Comme on m’ordonne de voir un médecin tous les jours, que je peux à peine marcher et encore moins porter mon sac à dos alors que je m’apprête à poursuivre cette portion du voyage toute seule, Je décide de rentrer au pays, me disant qu’il sera plus sécurisant d’être parmi les miens, avec des médecins que je peux comprendre sans les faire répéter dix fois et qui, s’ils me charcutent, peuvent au moins m’expliquer pourquoi.
Après une nuit plutôt courte sur un traversier pour sortir de cette île qui ne compte aucun hôpital, je me rends à Surat Thani, où un médecin à la moustache molle agrandit encore un peu plus mon trou. L’hôpital est sale, l’équipement est vétuste. L’attente de près de deux heures me semble interminable. Ça me conforte dans ma décision de rentrer.
Je m’envole pour Bangkok où, le soir, je fais faire un dernier check-up dans un très chic hôpital de la capitale. On s’y croirait presque à l’hôtel. Un portier vous ouvre dès que vous descendez du taxi. Tout le personnel est en uniforme. On prend vos signes vitaux dès que vous arrivez. En moins d’une heure, vous avez un médecin qui se penche sur ce trou de jambe devenu presque vedette. En moins de deux, son collègue chirurgien a donné sa contre-expertise. On hésite à me laisser partir, car je dois me faire suivre toutes les 24 heures et mon vol en dure 23. Le vieux chirurgien décide quand même de me laisser y aller. Ça, c’est parce qu’il pense que j’habite dans un pays développé. Moi aussi.
Je dors deux-trois heures cette nuit-là. Au petit matin, je file sans encombre vers l’aéroport à travers Bangkok enfin redevenue calme. Je dors sur les trois avions. J’arrive un peu confuse à Montréal le soir même, grâce à la magie du décalage horaire. J’aurais préféré aller à une clinique sans rendez-vous le lendemain matin, mais devant l’hésitation des médecins thaïs à me laisser partir, je juge plus sage de me rendre directement à l’urgence.

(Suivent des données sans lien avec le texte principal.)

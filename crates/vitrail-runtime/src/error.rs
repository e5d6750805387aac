//! Error types for the runtime crate.

use thiserror::Error;

/// Runtime execution errors.
#[derive(Debug, Error)]
pub enum RuntimeError {
    /// GPU initialization failed.
    #[error("GPU initialization failed: {0}")]
    InitError(String),

    /// The plan failed structural validation.
    #[error("Invalid plan: {0}")]
    PlanError(#[from] vitrail_plan::PlanError),

    /// Reading the weight container failed.
    #[error("Weight container error: {0}")]
    WeightContainer(#[from] vitrail_safetensors::SafetensorsError),

    /// The plan references a weight the container does not hold.
    #[error("Missing weight tensor '{0}'")]
    MissingWeight(String),

    /// A weight's byte size does not match the plan's buffer slot.
    #[error("Weight '{name}' holds {actual} bytes but the plan expects {expected}")]
    WeightSizeMismatch {
        name: String,
        expected: u64,
        actual: usize,
    },

    /// The input tensor does not match the plan's input layout.
    #[error("Invalid input tensor: {0}")]
    InputError(String),

    /// Invalid tensor data access.
    #[error("Invalid tensor: {0}")]
    TensorError(String),

    /// Execution failed.
    #[error("Execution failed: {0}")]
    ExecutionError(String),

    /// Buffer async error.
    #[error("Buffer async error: {0}")]
    BufferAsyncError(#[from] wgpu::BufferAsyncError),
}

/// Specialized Result type for runtime operations.
pub type Result<T> = std::result::Result<T, RuntimeError>;
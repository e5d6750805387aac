//! Decode a latent into a PNG image.

use crate::latent;
use anyhow::{Context, Result, bail};
use image::RgbaImage;
use std::path::{Path, PathBuf};
use vitrail_plan::{IMAGE_SIZE, decoder_plan};
use vitrail_runtime::{Runtime, Tensor};
use vitrail_safetensors::SafeTensors;

/// Run the frozen decoder and write the result as a PNG.
pub fn cmd_decode(
    weights_path: PathBuf,
    latent_path: Option<PathBuf>,
    seed: Option<u64>,
    output_path: PathBuf,
) -> Result<()> {
    let values = match (&latent_path, seed) {
        (Some(path), None) => latent::read_latent(path)?,
        (None, Some(seed)) => latent::random_latent(seed),
        (None, None) => bail!("Provide either --latent or --seed"),
        (Some(_), Some(_)) => bail!("--latent and --seed are mutually exclusive"),
    };

    let weights = SafeTensors::open(&weights_path)
        .with_context(|| format!("Failed to load weights from {}", weights_path.display()))?;
    tracing::info!(
        tensors = weights.len(),
        bytes = weights.data_len(),
        "weights loaded"
    );

    let runtime = pollster::block_on(Runtime::new()).context("GPU initialization failed")?;
    tracing::info!(adapter = %runtime.adapter_info().name, "runtime ready");

    let executor = runtime
        .load_plan(decoder_plan(), Some(&weights))
        .context("Failed to materialize the decoder plan")?;

    let input = Tensor::from_vec(values, &[1, 4, 64, 64]);
    let output = executor.run(&input).context("Decoder execution failed")?;

    let pixels = output.to_vec::<u32>().context("Unexpected output layout")?;
    let image = image_from_packed(&pixels, IMAGE_SIZE as u32, IMAGE_SIZE as u32);
    save_png(&image, &output_path)?;

    eprintln!("Wrote {}x{} image to {}", IMAGE_SIZE, IMAGE_SIZE, output_path.display());
    Ok(())
}

/// Expand packed-RGBA8 words (one per pixel, row-major) into an image.
pub fn image_from_packed(pixels: &[u32], width: u32, height: u32) -> RgbaImage {
    RgbaImage::from_fn(width, height, |x, y| {
        let p = pixels[(y * width + x) as usize];
        image::Rgba([
            (p & 0xFF) as u8,
            ((p >> 8) & 0xFF) as u8,
            ((p >> 16) & 0xFF) as u8,
            ((p >> 24) & 0xFF) as u8,
        ])
    })
}

fn save_png(image: &RgbaImage, path: &Path) -> Result<()> {
    image
        .save(path)
        .with_context(|| format!("Failed to write image to {}", path.display()))
}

J’ai déjà pris assez de risques comme ça.
J’arrive vers les 20h30. Au début, les inscriptions ne sont même pas ouvertes à cause du nombre d’ambulances qui viennent d’arriver. Vers les 22h00, je suis finalement inscrite. J’en ai pour 5-6 heures d’attente. Jusque là rien de surprenant. On note à mon dossier que je vais rentrer chez moi et revenir vers 1h00. Quand je reviens vers 2h00, sûre que de toute façon mon nom n’est pas encore passé, on me dit qu’on a supprimé mon dossier parce que j’étais absente. Première crise de panique. Ça fait deux nuits que je dors dans les transports, je suis à fleur de peau. Pendant que je pleure aux toilettes, la personne qui m’accompagne trouve les bons mots pour qu’on rouvre gentiment mon dossier. À 7h00, je ne suis toujours pas passée et une deuxième vague de panique m’envahit : « J’aurais dû rester en Thaïlande à l’hôpital-hôtel. Là au moins on se serait occupé de moi. Qu’est-ce que 3 000 Bahts (environ 100 CAN$) quand ta santé est en jeu et que ton trou de jambe s’agrandit de jour en jour? Ce système public ne marche pas. Combien j’aurais payé ce soir pour voir un médecin en arrivant et aller enfin me coucher dans un vrai lit, l’esprit tranquille? 100, 200, 300 dollars? »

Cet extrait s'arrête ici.